I circulated this document as  I was concerned for the children at school on Laurence Road which( besides being open to passersby to converse with the children, which is a safeguarding issue, due to inadequate fencing)  has little tree or greenery to combat the constant air pollution caused by traffic which constantly travels within 5/6 foot of the playground

This  American report raised serious concerns for the neurological development of children and its findings showed that those areas most affected were areas  of deprivation and were predominately those of minority African American and Latino schoolchildren  were schooled

I understand Cllr Noakes now has clean air  responsibility and in a city with a confirmed health  threat already to our lungs  and the fact that a baby  born today in Liverpool will have thirteen years less good health than  a baby born in Richmond  we should be concerned

About building on a green space in this location on Parliament Street, removing mature trees and increasing pollution the city council planning permission awarded for this development, despite opposition from residents local councillors and the scientific evidence in the council’s possession.

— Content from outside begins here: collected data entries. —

/*
 * mod.rs
 * Copyright (C) 2026 The mockmail authors
 *
 * This file is part of mockmail, an in-memory multi-protocol (SMTP/IMAP/POP3) mail
 * server used as a test double.
 *
 * mockmail is free software: you can redistribute it and/or modify
 * it under the terms of the GNU General Public License as published by
 * the Free Software Foundation, either version 3 of the License, or
 * (at your option) any later version.
 *
 * mockmail is distributed in the hope that it will be useful,
 * but WITHOUT ANY WARRANTY; without even the implied warranty of
 * MERCHANTABILITY or FITNESS FOR A PARTICULAR PURPOSE.  See the
 * GNU General Public License for more details.
 *
 * You should have received a copy of the GNU General Public License
 * along with mockmail.  If not, see <http://www.gnu.org/licenses/>.
 */

//! SMTP session: `GREETED → MAIL → RCPT → DATA → END`, `RSET` returns to `GREETED`.

pub mod dot_stuffer;

use std::sync::Arc;
use tokio::io::{AsyncRead, AsyncWrite};
use tokio_rustls::TlsAcceptor;

use crate::auth::AuthManager;
use crate::codec::Codec;
use crate::delivery::{DeliveryPipeline, ReceivedMessage};
use crate::error::{one_line, MailError, MailResult};
use crate::net::MaybeTls;
use crate::sasl::{self, SaslMechanism};
use dot_stuffer::unstuff_line;

const MAX_MESSAGE_SIZE: usize = 35 * 1024 * 1024;

#[derive(Debug, Clone, Copy, PartialEq, Eq)]
enum State {
    Greeted,
    Mail,
    Rcpt,
}

/// Run one SMTP session to completion. `hostname` is used in the greeting and EHLO reply.
pub async fn run_session<S>(
    stream: S,
    hostname: String,
    pipeline: Arc<DeliveryPipeline>,
    auth: Arc<AuthManager>,
    tls_acceptor: Option<TlsAcceptor>,
) -> MailResult<()>
where
    S: AsyncRead + AsyncWrite + Unpin + MaybeTls,
{
    let mut codec = Codec::new(stream);
    codec.write_line(&format!("220 {} mockmail SMTP ready", hostname)).await?;
    codec.flush().await?;

    let mut state = State::Greeted;
    let mut from: Option<String> = None;
    let mut rcpts: Vec<String> = Vec::new();

    loop {
        let line = match codec.read_line().await {
            Ok(l) => l,
            Err(e) => {
                let _ = codec.write_line("421 connection problem, closing").await;
                return Err(e);
            }
        };
        let (verb, rest) = split_command(&line);
        let verb_upper = verb.to_ascii_uppercase();

        match verb_upper.as_str() {
            "HELO" => {
                codec.write_line(&format!("250 {} Hello {}", hostname, rest.trim())).await?;
                state = State::Greeted;
                from = None;
                rcpts.clear();
            }
            "EHLO" => {
                codec.write_line(&format!("250-{} Hello {}", hostname, rest.trim())).await?;
                codec.write_line("250-PIPELINING").await?;
                codec.write_line("250-8BITMIME").await?;
                codec.write_line("250-SIZE 36700160").await?;
                codec.write_line("250-AUTH PLAIN LOGIN").await?;
                codec.write_line("250 HELP").await?;
                state = State::Greeted;
                from = None;
                rcpts.clear();
            }
            "AUTH" => {
                handle_auth(&mut codec, rest, &auth, pipeline.store()).await?;
            }
            "MAIL" => {
                if state != State::Greeted {
                    codec.write_line("503 bad sequence of commands").await?;
                    continue;
                }
                match parse_address(rest, "FROM") {
                    Some(addr) => {
                        from = Some(addr);
                        rcpts.clear();
                        state = State::Mail;
                        codec.write_line("250 OK").await?;
                    }
                    None => {
                        codec.write_line("500 syntax error in MAIL FROM").await?;
                    }
                }
            }
            "RCPT" => {
                if state != State::Mail && state != State::Rcpt {
                    codec.write_line("503 bad sequence of commands").await?;
                    continue;
                }
                match parse_address(rest, "TO") {
                    Some(addr) => {
                        if !auth.auth_disabled() && auth.resolve_recipient(&addr).await.is_none() {
                            codec.write_line(&format!("550 no such user: {}", one_line(&addr))).await?;
                            continue;
                        }
                        rcpts.push(addr);
                        state = State::Rcpt;
                        codec.write_line("250 OK").await?;
                    }
                    None => {
                        codec.write_line("500 syntax error in RCPT TO").await?;
                    }
                }
            }
            "DATA" => {
                if state != State::Rcpt || rcpts.is_empty() {
                    codec.write_line("503 bad sequence of commands").await?;
                    continue;
                }
                codec.write_line("354 Start mail input; end with <CRLF>.<CRLF>").await?;
                let raw = match read_data(&mut codec).await {
                    Ok(Some(raw)) => raw,
                    Ok(None) => {
                        codec.write_line("552 message exceeds maximum size").await?;
                        state = State::Greeted;
                        from = None;
                        rcpts.clear();
                        continue;
                    }
                    Err(e) => return Err(e),
                };
                let message = ReceivedMessage {
                    from: from.clone().unwrap_or_default(),
                    rcpts: rcpts.clone(),
                    raw,
                };
                pipeline.deliver(&message).await;
                codec.write_line("250 OK: message accepted").await?;
                state = State::Greeted;
                from = None;
                rcpts.clear();
            }
            "RSET" => {
                state = State::Greeted;
                from = None;
                rcpts.clear();
                codec.write_line("250 OK").await?;
            }
            "NOOP" => {
                codec.write_line("250 OK").await?;
            }
            "VRFY" => {
                codec.write_line("252 cannot VRFY user, but will accept message").await?;
            }
            "STARTTLS" => {
                if codec.is_tls() {
                    codec.write_line("454 TLS not available due to temporary reason").await?;
                } else if let Some(acceptor) = tls_acceptor.as_ref() {
                    codec.write_line("220 Go ahead").await?;
                    codec.flush().await?;
                    let stream = codec.into_inner().try_starttls(Some(acceptor)).await.map_err(MailError::Io)?;
                    codec = Codec::new(stream);
                    // RFC 3207 §4.2: discard any prior EHLO/MAIL/RCPT state, client must reissue.
                    state = State::Greeted;
                    from = None;
                    rcpts.clear();
                } else {
                    codec.write_line("454 TLS not available").await?;
                }
            }
            "QUIT" => {
                codec.write_line("221 Bye").await?;
                codec.flush().await?;
                return Ok(());
            }
            "" => {
                codec.write_line("500 command unrecognized").await?;
            }
            _ => {
                codec.write_line(&format!("500 command unrecognized: {}", one_line(&verb_upper))).await?;
            }
        }
        codec.flush().await?;
    }
}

This flies in the face of good governance, and the logic of policy debate on climate change and doesn’t show joined-up thinking across Cabinet. One thing laughing at the other?

I also wonder, as a matter of equal treatment of its citizens,  if Liverpool City Council  had decided to grant planning permission in  Allerton, as an example, for a  high rise block to overlook a settled  homeownership community, on one of their  tree-lined grass verges, destroying trees, overlooking homes, invading privacy, increasing traffic next to a school and a brain injury unit, and opposite a maternity hospital,  thus  increasing air pollution,  would it have sailed through without call in? There would have been protest at that, even without the additional scientific aggravating factors of the effect of air quality and neurological damage on children etc

I doubt you would have even considered it!!!!!

I believe this needs an environmental health impact assessment given its location and proximity to those with disabilities and young children and this development’s potential  impact raises important social and health factors  so serious that an equality assessment  is needed urgently as  it raises  a poverty issue, disability and race equality issues

I understand the three councillors for the ward have objected and that  Cllr Emily Spurrell planning committee objected along with residents,   the issues I raise add to these objections and should be cause to reconsider and rescind this planning decision.